The new points system is as follows:

2009–2022
Challenger tournaments offer total prize money ranging from $30,000 up to $168,000+, which, along with whether the tournament provides hospitality (food and lodging) to the players, determines the number of points a player gets for winning each match in the tournament.Hospitality moves the points distribution up one level and the points to the overall winner range from 80 points for a $40,000 tournament to 125 points for a $220,000 tournament with hospitality.

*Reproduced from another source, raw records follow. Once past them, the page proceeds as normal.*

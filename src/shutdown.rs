//! Stop signalling for background loops.
//!
//! Loops check the token between discrete steps and sleep through
//! [`StopToken::sleep`], which wakes early when a stop is requested. Dropping
//! every [`StopHandle`] counts as a stop.

use std::time::Duration;
use tokio::sync::watch;

pub struct StopHandle {
    tx: watch::Sender<bool>,
}

#[derive(Clone)]
pub struct StopToken {
    rx: watch::Receiver<bool>,
}

pub fn stop_pair() -> (StopHandle, StopToken) {
    let (tx, rx) = watch::channel(false);
    (StopHandle { tx }, StopToken { rx })
}

impl StopHandle {
    pub fn stop(&self) {
        let _ = self.tx.send(true);
    }

    pub fn token(&self) -> StopToken {
        StopToken {
            rx: self.tx.subscribe(),
        }
    }
}

impl StopToken {
    pub fn is_stopped(&self) -> bool {
        *self.rx.borrow() || self.rx.has_changed().is_err()
    }

    /// Resolves once a stop has been requested.
    pub async fn stopped(&mut self) {
        while !*self.rx.borrow_and_update() {
            if self.rx.changed().await.is_err() {
                return;
            }
        }
    }

    /// Sleep for `duration`; returns `false` if woken by a stop instead.
    pub async fn sleep(&mut self, duration: Duration) -> bool {
        if self.is_stopped() {
            return false;
        }
        tokio::select! {
            _ = tokio::time::sleep(duration) => true,
            _ = self.stopped() => false,
        }
    }
}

In contrast, the ATP-level tournaments offer total prize money from $400,000 to over $6 million and points to the overall winners from 250 to 1500.As a point of reference, player rankings are based on points accumulated in the previous 52 weeks, and as of February 2016, a player who has earned 550 points in the last 52 weeks would be ranked just below the 100th position. 250 points would get him a ranking just below 200th, while with 100 points he would get to around 425th, and 50 points would put him just below 600th. So rankings points earned in Challengers can help a low-ranked player to move up in the rankings quickly.

Player quality
Players have usually had success at the Futures tournaments of the ITF Men's Circuit before competing in Challengers. Due to the lower level of points and money available at the Challenger level, most players in a Challenger have a world ranking of 100 to 500 for a $35K tournament and 50 to 250 for a $150K tournament.An exception happens during the second week of a Grand Slam tournament, when top-100 players who have already lost in the Slam try to take a wild card entry into a Challenger tournament beginning that second week.

Tretorn Serie+
In February 2007, Tretorn became the official ball of the Challenger Series, and the sponsor of a new series consisting of those Challenger tournaments with prize money of $100,000 or more.  They renewed the sponsorship with the ATP in 2010 and extended it until the end of 2011.

Records

Most singles titles
Lu Yen-hsun has won 29 ATP Challenger Tour titles.

Oldest champions

Youngest champions

Most matches won
Updated

List of events
The Tampere Open is the longest running ATP Challenger event.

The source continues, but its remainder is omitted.